======== AVAILABLE RECORDS ========

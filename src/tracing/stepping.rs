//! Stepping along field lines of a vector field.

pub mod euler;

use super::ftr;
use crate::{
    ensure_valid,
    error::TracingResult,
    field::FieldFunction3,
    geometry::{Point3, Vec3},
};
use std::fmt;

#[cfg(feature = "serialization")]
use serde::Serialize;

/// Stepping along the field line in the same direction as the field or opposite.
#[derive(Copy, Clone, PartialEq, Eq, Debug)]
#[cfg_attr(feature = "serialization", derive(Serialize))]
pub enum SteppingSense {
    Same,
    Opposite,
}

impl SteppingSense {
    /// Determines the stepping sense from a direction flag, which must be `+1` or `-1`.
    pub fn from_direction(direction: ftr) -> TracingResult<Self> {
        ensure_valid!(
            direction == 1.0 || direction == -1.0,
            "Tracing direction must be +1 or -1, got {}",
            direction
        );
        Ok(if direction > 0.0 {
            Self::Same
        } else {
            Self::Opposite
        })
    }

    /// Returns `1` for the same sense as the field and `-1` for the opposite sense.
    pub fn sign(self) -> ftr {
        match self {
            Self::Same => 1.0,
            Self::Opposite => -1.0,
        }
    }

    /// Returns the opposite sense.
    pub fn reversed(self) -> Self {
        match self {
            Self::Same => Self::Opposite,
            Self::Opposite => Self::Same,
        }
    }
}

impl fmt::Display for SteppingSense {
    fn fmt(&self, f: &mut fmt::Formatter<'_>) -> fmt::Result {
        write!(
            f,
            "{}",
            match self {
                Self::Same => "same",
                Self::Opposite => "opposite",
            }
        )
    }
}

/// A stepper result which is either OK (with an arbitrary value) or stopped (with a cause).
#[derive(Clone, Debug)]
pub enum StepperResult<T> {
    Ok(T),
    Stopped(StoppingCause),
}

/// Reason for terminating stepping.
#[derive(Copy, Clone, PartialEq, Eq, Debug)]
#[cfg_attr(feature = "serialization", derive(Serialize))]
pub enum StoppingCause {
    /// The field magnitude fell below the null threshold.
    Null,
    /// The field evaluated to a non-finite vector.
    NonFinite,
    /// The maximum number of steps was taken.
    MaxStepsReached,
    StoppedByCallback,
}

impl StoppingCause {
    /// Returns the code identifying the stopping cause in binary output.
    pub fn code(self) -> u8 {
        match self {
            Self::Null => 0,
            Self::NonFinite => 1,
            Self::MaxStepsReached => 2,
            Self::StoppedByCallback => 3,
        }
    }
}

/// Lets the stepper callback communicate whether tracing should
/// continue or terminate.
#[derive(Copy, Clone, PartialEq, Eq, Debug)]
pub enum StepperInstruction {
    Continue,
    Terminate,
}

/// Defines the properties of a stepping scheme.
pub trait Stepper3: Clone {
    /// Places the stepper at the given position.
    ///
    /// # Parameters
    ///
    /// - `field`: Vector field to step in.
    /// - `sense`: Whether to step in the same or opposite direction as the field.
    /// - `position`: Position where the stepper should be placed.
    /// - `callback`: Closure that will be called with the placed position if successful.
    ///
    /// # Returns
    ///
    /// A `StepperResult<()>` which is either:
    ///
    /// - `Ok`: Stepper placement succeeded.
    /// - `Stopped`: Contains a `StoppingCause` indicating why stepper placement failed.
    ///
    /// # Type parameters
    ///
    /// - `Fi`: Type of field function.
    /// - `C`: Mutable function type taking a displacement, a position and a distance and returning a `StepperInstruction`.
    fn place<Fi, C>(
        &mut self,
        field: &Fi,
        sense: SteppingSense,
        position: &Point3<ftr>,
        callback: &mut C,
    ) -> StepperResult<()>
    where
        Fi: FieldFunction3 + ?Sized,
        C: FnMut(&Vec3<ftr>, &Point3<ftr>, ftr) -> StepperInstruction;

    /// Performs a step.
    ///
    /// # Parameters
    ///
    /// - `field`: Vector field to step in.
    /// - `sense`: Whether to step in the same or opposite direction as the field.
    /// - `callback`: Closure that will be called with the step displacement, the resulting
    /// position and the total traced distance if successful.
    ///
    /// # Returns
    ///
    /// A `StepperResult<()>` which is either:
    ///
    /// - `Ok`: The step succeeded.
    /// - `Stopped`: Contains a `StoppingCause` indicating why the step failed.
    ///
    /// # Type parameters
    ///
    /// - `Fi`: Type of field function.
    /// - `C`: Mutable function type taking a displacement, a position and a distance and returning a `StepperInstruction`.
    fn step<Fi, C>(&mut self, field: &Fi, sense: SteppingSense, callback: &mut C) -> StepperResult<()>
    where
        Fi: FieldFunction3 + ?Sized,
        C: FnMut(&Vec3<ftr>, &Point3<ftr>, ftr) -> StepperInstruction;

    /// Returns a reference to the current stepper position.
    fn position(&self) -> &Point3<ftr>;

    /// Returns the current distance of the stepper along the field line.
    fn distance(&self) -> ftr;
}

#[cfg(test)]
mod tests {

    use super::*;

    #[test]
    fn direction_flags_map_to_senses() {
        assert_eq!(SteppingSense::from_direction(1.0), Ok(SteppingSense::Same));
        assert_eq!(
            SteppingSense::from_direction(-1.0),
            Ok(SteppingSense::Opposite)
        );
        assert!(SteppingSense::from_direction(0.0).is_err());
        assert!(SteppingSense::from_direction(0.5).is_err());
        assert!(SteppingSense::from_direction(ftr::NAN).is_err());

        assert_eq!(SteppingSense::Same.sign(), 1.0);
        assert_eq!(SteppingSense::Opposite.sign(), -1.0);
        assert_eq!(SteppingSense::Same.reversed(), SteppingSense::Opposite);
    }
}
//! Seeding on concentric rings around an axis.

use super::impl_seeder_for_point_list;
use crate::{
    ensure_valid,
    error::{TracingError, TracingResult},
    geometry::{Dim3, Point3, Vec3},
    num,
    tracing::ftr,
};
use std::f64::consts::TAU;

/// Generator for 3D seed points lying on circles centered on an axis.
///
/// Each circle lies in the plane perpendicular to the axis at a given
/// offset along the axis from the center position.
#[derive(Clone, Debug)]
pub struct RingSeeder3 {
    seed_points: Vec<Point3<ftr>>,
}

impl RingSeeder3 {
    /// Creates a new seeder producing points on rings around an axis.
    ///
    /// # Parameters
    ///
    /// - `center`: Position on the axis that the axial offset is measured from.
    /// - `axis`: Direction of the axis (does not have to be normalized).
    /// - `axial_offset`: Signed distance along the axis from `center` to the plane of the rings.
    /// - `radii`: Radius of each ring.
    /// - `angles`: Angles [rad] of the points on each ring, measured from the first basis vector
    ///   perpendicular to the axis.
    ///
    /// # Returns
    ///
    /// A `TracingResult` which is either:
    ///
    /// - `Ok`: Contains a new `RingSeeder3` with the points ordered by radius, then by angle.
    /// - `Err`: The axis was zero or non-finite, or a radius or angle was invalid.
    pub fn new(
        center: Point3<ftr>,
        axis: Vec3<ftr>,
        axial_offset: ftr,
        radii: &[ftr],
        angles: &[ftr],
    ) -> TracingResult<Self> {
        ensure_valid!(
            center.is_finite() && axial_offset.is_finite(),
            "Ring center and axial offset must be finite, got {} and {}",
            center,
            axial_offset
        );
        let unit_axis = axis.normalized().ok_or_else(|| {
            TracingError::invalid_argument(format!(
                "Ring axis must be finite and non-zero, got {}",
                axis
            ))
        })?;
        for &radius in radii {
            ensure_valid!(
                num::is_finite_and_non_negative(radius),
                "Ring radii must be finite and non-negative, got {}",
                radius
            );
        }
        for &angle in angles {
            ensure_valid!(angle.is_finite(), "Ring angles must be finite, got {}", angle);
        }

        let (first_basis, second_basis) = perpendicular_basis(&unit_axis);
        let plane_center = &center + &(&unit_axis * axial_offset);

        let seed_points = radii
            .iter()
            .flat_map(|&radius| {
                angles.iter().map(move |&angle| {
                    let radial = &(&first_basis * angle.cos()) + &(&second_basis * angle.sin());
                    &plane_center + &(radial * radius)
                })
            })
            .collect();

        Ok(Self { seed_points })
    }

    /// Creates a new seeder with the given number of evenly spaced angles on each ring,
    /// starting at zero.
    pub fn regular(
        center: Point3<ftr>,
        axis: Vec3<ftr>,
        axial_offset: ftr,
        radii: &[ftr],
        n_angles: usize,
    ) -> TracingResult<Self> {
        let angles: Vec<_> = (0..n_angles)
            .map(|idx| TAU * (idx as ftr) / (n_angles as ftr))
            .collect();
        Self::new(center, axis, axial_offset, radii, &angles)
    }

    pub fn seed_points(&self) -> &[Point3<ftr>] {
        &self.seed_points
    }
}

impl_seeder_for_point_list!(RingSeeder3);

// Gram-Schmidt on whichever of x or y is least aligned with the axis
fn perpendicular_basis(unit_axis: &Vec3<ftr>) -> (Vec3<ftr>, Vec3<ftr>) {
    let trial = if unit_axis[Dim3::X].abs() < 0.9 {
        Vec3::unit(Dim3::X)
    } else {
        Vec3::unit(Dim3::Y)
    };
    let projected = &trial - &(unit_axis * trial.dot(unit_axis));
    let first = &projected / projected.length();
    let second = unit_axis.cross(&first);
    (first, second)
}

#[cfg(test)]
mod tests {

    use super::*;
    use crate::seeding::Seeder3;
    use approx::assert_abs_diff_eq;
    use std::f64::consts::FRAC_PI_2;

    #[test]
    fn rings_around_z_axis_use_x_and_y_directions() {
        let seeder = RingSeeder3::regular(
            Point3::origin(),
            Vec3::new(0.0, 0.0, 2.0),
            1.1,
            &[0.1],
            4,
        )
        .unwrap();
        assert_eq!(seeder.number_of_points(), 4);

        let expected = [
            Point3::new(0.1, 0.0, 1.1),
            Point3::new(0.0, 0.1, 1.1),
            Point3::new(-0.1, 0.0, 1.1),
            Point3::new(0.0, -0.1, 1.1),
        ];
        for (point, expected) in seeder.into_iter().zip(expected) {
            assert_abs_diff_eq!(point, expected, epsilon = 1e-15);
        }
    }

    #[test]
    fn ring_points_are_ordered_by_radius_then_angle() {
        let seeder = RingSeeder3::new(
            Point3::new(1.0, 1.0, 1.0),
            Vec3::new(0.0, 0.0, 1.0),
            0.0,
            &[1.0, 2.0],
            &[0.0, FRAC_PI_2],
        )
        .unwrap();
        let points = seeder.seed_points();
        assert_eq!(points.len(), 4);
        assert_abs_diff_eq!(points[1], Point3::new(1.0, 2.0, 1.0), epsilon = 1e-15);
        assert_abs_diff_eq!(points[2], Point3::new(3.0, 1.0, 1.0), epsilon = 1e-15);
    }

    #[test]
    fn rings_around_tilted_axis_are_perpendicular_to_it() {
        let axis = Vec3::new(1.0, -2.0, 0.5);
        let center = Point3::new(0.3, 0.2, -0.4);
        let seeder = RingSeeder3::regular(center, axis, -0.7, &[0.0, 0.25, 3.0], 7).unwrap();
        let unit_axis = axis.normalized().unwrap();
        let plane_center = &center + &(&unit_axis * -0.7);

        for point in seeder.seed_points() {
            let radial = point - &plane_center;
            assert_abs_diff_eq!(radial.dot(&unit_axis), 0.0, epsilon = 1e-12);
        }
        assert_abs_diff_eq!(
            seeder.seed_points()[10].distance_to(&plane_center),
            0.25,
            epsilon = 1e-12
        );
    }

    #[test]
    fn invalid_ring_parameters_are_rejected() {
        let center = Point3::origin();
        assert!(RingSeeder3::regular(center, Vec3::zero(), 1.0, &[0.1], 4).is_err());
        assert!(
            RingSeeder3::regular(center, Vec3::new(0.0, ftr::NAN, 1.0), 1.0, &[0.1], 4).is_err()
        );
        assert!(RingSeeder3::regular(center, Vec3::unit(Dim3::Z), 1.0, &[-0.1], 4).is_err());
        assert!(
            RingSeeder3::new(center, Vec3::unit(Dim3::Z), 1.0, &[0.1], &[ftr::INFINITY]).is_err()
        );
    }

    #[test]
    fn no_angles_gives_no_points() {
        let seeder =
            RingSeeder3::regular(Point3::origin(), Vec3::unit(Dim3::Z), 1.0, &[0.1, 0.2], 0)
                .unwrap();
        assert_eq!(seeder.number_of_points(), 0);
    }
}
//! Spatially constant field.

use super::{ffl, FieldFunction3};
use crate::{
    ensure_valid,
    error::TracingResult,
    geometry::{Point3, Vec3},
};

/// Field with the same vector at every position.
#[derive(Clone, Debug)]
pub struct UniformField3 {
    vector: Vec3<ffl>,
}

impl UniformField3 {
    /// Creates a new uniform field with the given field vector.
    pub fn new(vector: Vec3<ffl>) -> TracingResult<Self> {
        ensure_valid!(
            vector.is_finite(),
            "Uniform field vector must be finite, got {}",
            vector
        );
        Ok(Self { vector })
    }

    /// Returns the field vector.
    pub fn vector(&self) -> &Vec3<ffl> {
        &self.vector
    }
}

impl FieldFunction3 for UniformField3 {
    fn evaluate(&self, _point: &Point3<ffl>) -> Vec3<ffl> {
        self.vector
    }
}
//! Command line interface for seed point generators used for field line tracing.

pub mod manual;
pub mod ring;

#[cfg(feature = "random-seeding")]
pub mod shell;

========
======== AVAILABLE RECORDS ========

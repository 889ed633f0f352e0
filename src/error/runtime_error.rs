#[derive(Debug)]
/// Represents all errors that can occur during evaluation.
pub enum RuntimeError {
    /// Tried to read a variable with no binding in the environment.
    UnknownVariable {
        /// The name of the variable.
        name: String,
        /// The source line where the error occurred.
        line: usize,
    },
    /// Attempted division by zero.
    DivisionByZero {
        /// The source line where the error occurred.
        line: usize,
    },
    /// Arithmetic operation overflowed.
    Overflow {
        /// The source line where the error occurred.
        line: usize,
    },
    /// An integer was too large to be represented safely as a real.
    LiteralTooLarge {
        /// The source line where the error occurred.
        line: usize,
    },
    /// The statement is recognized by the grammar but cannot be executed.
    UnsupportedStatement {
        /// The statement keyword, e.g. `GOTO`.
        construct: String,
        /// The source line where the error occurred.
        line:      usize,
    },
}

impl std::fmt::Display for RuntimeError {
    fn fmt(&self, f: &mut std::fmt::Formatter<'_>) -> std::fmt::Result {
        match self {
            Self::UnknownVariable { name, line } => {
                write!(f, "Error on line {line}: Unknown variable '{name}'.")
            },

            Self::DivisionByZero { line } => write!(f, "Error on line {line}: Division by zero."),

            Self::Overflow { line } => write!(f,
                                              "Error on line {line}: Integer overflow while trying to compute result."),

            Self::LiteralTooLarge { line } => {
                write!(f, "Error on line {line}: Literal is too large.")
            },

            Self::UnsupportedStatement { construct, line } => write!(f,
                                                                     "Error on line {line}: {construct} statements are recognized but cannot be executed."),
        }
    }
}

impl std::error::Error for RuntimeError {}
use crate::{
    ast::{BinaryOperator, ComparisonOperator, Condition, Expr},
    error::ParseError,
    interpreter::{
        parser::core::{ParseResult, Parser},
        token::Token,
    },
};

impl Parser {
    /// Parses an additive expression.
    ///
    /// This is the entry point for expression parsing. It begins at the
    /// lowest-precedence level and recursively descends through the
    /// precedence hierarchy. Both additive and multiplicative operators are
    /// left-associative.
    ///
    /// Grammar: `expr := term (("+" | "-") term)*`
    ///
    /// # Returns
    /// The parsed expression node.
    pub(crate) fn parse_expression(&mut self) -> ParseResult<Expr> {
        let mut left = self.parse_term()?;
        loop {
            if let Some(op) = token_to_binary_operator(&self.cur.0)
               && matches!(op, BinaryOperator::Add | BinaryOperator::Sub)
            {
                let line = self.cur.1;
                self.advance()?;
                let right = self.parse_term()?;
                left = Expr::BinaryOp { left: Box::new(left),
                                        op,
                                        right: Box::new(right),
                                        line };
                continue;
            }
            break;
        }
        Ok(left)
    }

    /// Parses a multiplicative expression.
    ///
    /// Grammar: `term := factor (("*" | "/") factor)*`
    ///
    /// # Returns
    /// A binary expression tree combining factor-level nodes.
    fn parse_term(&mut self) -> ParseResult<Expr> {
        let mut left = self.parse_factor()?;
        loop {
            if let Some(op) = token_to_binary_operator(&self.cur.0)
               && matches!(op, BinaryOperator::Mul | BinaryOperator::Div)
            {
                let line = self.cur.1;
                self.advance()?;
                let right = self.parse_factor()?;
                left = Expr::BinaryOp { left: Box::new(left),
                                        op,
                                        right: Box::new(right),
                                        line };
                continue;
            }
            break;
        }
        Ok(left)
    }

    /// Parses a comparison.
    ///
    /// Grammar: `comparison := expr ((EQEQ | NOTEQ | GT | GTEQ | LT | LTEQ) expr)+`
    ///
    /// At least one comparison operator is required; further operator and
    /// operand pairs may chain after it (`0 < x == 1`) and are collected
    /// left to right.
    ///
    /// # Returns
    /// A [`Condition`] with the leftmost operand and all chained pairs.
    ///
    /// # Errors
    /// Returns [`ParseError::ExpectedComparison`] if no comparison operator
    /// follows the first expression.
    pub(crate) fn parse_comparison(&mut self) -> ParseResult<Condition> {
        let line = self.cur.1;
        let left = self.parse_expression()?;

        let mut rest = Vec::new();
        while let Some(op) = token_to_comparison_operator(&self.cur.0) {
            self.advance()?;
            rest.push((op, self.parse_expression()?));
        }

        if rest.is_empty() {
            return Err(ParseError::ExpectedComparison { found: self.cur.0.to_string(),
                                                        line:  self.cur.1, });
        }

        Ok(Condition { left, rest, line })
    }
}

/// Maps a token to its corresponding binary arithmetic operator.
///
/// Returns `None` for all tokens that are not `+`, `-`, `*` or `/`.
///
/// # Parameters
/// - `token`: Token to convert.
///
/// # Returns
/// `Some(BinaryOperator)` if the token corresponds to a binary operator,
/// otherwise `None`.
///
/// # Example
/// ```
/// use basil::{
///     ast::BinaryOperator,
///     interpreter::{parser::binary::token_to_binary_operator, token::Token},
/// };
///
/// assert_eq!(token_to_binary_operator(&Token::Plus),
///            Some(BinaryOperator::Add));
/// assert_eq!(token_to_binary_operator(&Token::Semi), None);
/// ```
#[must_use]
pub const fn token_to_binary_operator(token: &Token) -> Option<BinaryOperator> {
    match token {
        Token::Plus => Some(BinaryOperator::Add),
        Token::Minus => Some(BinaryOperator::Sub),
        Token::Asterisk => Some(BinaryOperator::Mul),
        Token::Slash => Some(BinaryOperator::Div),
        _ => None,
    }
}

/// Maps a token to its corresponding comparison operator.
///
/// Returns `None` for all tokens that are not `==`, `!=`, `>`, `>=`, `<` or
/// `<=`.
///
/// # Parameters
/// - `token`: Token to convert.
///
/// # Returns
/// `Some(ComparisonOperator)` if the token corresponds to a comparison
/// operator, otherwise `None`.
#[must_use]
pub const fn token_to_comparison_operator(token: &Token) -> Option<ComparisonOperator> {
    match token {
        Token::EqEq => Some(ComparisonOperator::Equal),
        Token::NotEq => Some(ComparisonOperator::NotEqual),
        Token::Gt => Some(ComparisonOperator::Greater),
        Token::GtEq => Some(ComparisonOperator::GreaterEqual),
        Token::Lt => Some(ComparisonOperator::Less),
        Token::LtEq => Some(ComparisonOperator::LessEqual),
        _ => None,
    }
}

========

*WHAT THIS TASK INVOLVES*
Determine the number of lines in the data above that include the word "StoppedByCallback", then answer with that number alone.

*ANSWER FOR THE TASK*
2